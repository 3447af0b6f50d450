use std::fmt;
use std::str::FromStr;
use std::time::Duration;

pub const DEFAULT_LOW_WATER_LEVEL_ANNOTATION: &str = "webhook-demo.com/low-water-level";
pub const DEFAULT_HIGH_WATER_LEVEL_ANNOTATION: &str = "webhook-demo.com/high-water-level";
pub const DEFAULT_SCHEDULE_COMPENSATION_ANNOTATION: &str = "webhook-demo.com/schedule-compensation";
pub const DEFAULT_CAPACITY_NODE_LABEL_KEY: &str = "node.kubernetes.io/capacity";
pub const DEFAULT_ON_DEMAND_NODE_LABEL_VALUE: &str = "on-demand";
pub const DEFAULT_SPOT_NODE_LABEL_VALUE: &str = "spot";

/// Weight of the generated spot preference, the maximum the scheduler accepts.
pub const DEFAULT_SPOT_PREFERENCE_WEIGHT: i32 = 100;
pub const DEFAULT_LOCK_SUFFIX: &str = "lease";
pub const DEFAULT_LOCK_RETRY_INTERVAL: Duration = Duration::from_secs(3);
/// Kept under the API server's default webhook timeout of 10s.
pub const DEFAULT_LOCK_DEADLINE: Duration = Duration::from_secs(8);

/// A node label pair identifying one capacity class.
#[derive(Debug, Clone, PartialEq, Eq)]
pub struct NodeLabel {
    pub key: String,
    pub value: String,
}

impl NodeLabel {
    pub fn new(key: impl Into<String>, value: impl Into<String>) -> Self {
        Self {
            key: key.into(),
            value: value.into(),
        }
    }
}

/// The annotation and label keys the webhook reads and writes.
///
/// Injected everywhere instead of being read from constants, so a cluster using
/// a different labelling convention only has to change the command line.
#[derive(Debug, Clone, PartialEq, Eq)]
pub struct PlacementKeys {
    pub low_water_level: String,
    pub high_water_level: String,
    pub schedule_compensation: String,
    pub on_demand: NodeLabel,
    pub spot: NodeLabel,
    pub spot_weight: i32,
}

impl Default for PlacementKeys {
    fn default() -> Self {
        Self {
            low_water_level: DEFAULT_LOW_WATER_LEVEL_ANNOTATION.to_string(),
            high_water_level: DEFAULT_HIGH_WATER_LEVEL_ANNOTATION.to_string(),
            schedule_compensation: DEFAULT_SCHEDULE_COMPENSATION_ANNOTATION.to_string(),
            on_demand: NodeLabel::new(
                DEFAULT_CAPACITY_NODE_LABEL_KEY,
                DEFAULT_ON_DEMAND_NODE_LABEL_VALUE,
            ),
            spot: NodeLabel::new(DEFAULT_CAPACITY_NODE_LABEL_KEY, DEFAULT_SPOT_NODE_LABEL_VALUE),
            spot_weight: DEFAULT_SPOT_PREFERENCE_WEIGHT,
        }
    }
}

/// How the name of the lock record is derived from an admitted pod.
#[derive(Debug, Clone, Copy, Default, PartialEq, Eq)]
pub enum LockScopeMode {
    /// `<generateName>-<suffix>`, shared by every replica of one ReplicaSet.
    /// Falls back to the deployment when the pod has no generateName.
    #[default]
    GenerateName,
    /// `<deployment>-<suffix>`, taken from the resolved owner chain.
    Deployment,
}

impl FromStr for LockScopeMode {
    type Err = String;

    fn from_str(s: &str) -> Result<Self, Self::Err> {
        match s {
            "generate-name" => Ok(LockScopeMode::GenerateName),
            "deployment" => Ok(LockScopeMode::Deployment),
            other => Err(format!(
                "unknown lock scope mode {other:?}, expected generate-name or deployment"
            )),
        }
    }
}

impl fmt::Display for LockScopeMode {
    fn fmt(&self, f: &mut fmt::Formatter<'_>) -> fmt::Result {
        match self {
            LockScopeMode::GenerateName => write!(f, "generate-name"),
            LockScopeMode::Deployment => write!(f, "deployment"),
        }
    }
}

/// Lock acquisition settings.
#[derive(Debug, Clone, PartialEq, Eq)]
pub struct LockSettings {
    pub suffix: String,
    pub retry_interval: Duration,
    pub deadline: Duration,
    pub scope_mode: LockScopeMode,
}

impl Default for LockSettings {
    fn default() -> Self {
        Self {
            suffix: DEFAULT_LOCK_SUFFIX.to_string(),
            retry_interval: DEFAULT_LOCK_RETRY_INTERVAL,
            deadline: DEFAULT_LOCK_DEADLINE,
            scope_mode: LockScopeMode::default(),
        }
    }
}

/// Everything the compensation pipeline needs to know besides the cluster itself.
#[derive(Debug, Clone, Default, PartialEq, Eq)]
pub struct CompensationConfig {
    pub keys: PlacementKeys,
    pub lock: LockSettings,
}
◇ ◇ ◇ ◇
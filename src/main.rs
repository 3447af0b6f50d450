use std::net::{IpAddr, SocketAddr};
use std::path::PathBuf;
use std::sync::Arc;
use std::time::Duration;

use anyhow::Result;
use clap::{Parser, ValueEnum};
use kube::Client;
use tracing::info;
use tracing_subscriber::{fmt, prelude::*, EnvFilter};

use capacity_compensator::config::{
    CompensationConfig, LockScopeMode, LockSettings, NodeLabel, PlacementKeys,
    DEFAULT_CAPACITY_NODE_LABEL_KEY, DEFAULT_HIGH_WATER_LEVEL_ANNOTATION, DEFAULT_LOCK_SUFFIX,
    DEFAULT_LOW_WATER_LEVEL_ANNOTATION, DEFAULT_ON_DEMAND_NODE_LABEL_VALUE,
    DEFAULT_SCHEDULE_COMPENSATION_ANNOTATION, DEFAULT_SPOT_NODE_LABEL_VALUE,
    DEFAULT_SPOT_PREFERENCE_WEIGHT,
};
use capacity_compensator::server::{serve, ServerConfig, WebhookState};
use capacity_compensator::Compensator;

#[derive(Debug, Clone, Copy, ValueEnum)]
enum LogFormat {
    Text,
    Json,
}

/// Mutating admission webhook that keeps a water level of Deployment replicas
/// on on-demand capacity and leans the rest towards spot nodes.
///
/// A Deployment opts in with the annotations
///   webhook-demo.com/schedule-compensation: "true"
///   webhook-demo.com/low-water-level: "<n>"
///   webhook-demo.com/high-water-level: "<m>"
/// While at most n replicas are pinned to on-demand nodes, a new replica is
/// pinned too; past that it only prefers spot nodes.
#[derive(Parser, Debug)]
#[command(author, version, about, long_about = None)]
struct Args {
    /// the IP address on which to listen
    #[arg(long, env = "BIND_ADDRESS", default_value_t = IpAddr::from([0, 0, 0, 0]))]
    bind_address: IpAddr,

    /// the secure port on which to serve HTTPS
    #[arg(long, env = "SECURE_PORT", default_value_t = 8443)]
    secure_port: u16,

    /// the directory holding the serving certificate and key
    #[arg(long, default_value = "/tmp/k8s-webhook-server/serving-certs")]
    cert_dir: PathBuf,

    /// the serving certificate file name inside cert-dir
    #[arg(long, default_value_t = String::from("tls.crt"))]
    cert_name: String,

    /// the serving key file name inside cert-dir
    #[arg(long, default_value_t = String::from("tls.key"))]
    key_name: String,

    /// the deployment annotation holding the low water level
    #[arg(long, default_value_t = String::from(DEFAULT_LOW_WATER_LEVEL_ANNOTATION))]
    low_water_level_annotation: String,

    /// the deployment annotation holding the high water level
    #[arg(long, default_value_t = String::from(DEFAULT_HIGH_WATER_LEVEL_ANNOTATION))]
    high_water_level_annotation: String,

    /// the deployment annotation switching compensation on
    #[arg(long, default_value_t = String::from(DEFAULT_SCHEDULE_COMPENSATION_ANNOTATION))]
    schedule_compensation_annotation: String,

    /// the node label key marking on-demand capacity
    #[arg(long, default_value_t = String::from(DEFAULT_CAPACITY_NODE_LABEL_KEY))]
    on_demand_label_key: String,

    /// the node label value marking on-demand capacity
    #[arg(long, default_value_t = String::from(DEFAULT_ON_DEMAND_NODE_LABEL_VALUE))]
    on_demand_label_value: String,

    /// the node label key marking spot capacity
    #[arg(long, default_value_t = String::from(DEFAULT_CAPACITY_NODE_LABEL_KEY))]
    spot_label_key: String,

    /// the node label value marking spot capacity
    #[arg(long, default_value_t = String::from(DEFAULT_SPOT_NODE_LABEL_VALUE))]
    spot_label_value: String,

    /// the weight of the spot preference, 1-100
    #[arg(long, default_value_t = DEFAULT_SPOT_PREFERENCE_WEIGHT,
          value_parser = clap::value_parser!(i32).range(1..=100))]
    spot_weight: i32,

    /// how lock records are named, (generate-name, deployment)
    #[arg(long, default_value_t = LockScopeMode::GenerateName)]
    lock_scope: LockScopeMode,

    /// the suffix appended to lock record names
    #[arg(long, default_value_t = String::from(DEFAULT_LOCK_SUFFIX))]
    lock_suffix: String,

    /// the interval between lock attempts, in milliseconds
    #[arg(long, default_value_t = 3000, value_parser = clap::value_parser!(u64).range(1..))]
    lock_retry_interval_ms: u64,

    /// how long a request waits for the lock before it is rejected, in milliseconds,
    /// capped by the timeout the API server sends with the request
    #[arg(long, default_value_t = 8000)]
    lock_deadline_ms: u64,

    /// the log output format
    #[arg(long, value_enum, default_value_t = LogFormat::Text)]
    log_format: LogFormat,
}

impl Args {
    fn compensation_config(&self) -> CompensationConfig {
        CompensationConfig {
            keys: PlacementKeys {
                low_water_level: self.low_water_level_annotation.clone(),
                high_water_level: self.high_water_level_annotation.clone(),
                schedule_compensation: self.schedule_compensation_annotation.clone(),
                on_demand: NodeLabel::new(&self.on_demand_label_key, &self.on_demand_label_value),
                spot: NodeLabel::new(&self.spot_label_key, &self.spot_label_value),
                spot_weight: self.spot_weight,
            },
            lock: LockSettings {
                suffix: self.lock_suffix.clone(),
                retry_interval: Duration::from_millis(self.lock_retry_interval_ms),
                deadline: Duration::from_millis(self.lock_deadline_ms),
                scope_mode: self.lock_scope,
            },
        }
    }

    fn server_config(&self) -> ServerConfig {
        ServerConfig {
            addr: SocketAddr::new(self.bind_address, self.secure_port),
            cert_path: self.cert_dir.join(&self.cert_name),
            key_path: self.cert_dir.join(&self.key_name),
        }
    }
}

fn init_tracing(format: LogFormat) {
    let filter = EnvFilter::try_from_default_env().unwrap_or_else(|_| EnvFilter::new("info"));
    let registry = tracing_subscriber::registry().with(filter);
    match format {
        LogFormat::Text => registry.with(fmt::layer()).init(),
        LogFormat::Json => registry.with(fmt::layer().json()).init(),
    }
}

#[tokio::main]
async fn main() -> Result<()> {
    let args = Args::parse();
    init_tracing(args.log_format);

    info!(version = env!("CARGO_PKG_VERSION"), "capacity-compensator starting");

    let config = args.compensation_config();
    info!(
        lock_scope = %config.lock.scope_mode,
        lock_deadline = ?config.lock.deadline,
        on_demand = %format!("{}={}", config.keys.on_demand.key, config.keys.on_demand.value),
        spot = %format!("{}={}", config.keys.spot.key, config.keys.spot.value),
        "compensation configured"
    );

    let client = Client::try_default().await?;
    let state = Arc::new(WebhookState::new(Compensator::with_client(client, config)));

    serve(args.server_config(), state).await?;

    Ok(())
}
◇ ◇ ◇ ◇
> _Exercise description_
Only lines containing "version" belong in the answer; copy every such line from the records.

> _Written answer_
#[command(author, version, about, long_about = None)]
    info!(version = env!("CARGO_PKG_VERSION"), "capacity-compensator starting");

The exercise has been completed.